Multi tier architecture implementation on Python

I need to create web application, which can be reached by user as regular web site and as XML-RPC web service. Also web site should have mobile version. I'm planning to use next technologies:
Django (for web frontends (regular and mobile)).
Pyramid (for web service).
SQLAlchemy, Memcached (for persistence level)
Later other projects can reach this data and providing logic, so I think it is better to make two tiers. I see it in next way:
Tier 1. Main logic service level. This level will provide API for frontend applications (Django powered web site, for example).
Tier 2. Different mostly end client applications (web site, API for remote client devices).
For communication between this tiers I'm planning to use XML-RPC protocol.

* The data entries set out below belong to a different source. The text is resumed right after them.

//! Runtime-selectable log levels.
//!
//! `tracing` macros take their level as a constant, so events whose level
//! comes from configuration go through [`event_at!`](crate::event_at).

use std::fmt;
use std::str::FromStr;

use serde::{Deserialize, Serialize};

/// Level at which detailed timing lines are reported.
#[derive(Debug, Clone, Copy, PartialEq, Eq, Hash, Default, Deserialize, Serialize)]
#[serde(rename_all = "lowercase")]
pub enum TimingLevel {
    #[default]
    Trace,
    Debug,
    Info,
    Warn,
    Error,
}

impl TimingLevel {
    /// Whether the current dispatcher would record an event at this level.
    pub fn enabled(self) -> bool {
        match self {
            TimingLevel::Trace => tracing::enabled!(tracing::Level::TRACE),
            TimingLevel::Debug => tracing::enabled!(tracing::Level::DEBUG),
            TimingLevel::Info => tracing::enabled!(tracing::Level::INFO),
            TimingLevel::Warn => tracing::enabled!(tracing::Level::WARN),
            TimingLevel::Error => tracing::enabled!(tracing::Level::ERROR),
        }
    }

    pub fn as_str(self) -> &'static str {
        match self {
            TimingLevel::Trace => "trace",
            TimingLevel::Debug => "debug",
            TimingLevel::Info => "info",
            TimingLevel::Warn => "warn",
            TimingLevel::Error => "error",
        }
    }
}

impl From<TimingLevel> for tracing::Level {
    fn from(level: TimingLevel) -> Self {
        match level {
            TimingLevel::Trace => tracing::Level::TRACE,
            TimingLevel::Debug => tracing::Level::DEBUG,
            TimingLevel::Info => tracing::Level::INFO,
            TimingLevel::Warn => tracing::Level::WARN,
            TimingLevel::Error => tracing::Level::ERROR,
        }
    }
}

impl fmt::Display for TimingLevel {
    fn fmt(&self, f: &mut fmt::Formatter<'_>) -> fmt::Result {
        f.write_str(self.as_str())
    }
}

/// Error returned when parsing an unknown level name.
#[derive(Debug, Clone, PartialEq, Eq, thiserror::Error)]
#[error("unknown log level '{0}' (expected trace, debug, info, warn or error)")]
pub struct ParseLevelError(pub String);

impl FromStr for TimingLevel {
    type Err = ParseLevelError;

    fn from_str(s: &str) -> Result<Self, Self::Err> {
        match s.trim().to_ascii_lowercase().as_str() {
            "trace" => Ok(TimingLevel::Trace),
            "debug" => Ok(TimingLevel::Debug),
            "info" => Ok(TimingLevel::Info),
            "warn" | "warning" => Ok(TimingLevel::Warn),
            "error" => Ok(TimingLevel::Error),
            _ => Err(ParseLevelError(s.to_string())),
        }
    }
}

/// Emit a `tracing` event at a [`TimingLevel`] chosen at runtime.
///
/// Accepts the same field/message syntax as `tracing::event!`.
#[macro_export]
macro_rules! event_at {
    ($level:expr, $($arg:tt)+) => {
        match $level {
            $crate::observability::TimingLevel::Trace => ::tracing::trace!($($arg)+),
            $crate::observability::TimingLevel::Debug => ::tracing::debug!($($arg)+),
            $crate::observability::TimingLevel::Info => ::tracing::info!($($arg)+),
            $crate::observability::TimingLevel::Warn => ::tracing::warn!($($arg)+),
            $crate::observability::TimingLevel::Error => ::tracing::error!($($arg)+),
        }
    };
}
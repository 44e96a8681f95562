//! Outbound transport subsystem.
//!
//! # Data Flow
//! ```text
//! caller
//!     → logging.rs (LoggingTransport: snapshot, install hooks, log)
//!     → inner Transport (e.g. client.rs HttpTransport)
//!         → pool.rs (idle connection checkout)       ─┐
//!         → DNS / dial / tls.rs handshake             ├─ fire ClientTrace hooks
//!         → body.rs (request written, first byte)    ─┘
//!     ← response or TransportError, returned unchanged
//! ```
//!
//! # Design Decisions
//! - One `deliver` operation; decorators and real transports are
//!   interchangeable behind it
//! - Hooks travel in request extensions, never in globals
//! - The decorator observes; it never retries or rewrites outcomes

use std::sync::Arc;
use std::time::Duration;

use axum::body::Body;
use futures_util::future::BoxFuture;
use http::{Request, Response};

pub mod body;
pub mod client;
pub mod logging;
pub mod pool;
pub mod tls;

pub use client::HttpTransport;
pub use logging::{LoggingLayer, LoggingOptions, LoggingTransport};

/// Boxed error from lower layers.
pub type BoxError = Box<dyn std::error::Error + Send + Sync>;

/// Result of one delivery.
pub type DeliverResult = Result<Response<Body>, TransportError>;

/// Something that can carry a request to a server and bring back a response.
pub trait Transport: Send + Sync + 'static {
    fn deliver(&self, request: Request<Body>) -> BoxFuture<'_, DeliverResult>;
}

impl<T: Transport + ?Sized> Transport for Arc<T> {
    fn deliver(&self, request: Request<Body>) -> BoxFuture<'_, DeliverResult> {
        (**self).deliver(request)
    }
}

impl<T: Transport + ?Sized> Transport for Box<T> {
    fn deliver(&self, request: Request<Body>) -> BoxFuture<'_, DeliverResult> {
        (**self).deliver(request)
    }
}

/// Failure to complete a call.
#[derive(Debug, thiserror::Error)]
#[non_exhaustive]
pub enum TransportError {
    #[error("invalid request URI '{uri}': {reason}")]
    InvalidUri { uri: String, reason: String },

    #[error("DNS lookup for {host} failed: {source}")]
    Dns {
        host: String,
        #[source]
        source: std::io::Error,
    },

    #[error("dial {addr} failed: {source}")]
    Connect {
        addr: String,
        #[source]
        source: std::io::Error,
    },

    #[error("dial {addr} timed out after {timeout:?}")]
    ConnectTimeout { addr: String, timeout: Duration },

    #[error("TLS handshake failed: {0}")]
    Tls(#[source] BoxError),

    #[error("HTTP exchange failed: {0}")]
    Http(#[from] hyper::Error),

    #[error("request cancelled")]
    Cancelled,
}

impl TransportError {
    pub(crate) fn invalid_uri(uri: &http::Uri, reason: impl Into<String>) -> Self {
        TransportError::InvalidUri {
            uri: uri.to_string(),
            reason: reason.into(),
        }
    }
}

In this case it will be easy to scale it and add new front end application or connect another projects to this (I believe it).
I have main question, -- what can I use to make it easy build first tier? Maybe there is some framework good for that?
And what do you think about this whole architecture. Because I'm filling that I'm thinking in Java terms developing in Python. Maybe there is some another idioms in Python world for such situations.
Thanks for you time and help.
P. S.
Some links for reading are welcome.
This architecture really makes no sense. You're using Django, a full-stack web framework, for the front end, but not using it for the database. And you're using Pyramid, another full-stack web framework, for the web service side, thus ensuring that you duplicate all the business logic.
Much as I am an advocate of Django, I would say it has no place in your architecture. It looks like the only thing you're really using it for is URL routing and templates, both of which Pyramid does itself fine - you can even use Jinja2, which is based on Django's template language, as the template language in Pyramid if you like.
Doing it this way means that you can share the business logic between the front-end and web service code, since you'll almost certainly find that a lot of it will be the same.
I must say also that I don't understand the division into tiers, which you have described as separate from the front-end/web service division. To me, the web service is the second tier. It makes no sense to have a further division.
You should checkout the Turbogears framework as it is composed of several popular components: ORM with sqlalchemy, pylons for logic and support for WSGI, permits support for several templating engines for the frontend... endless.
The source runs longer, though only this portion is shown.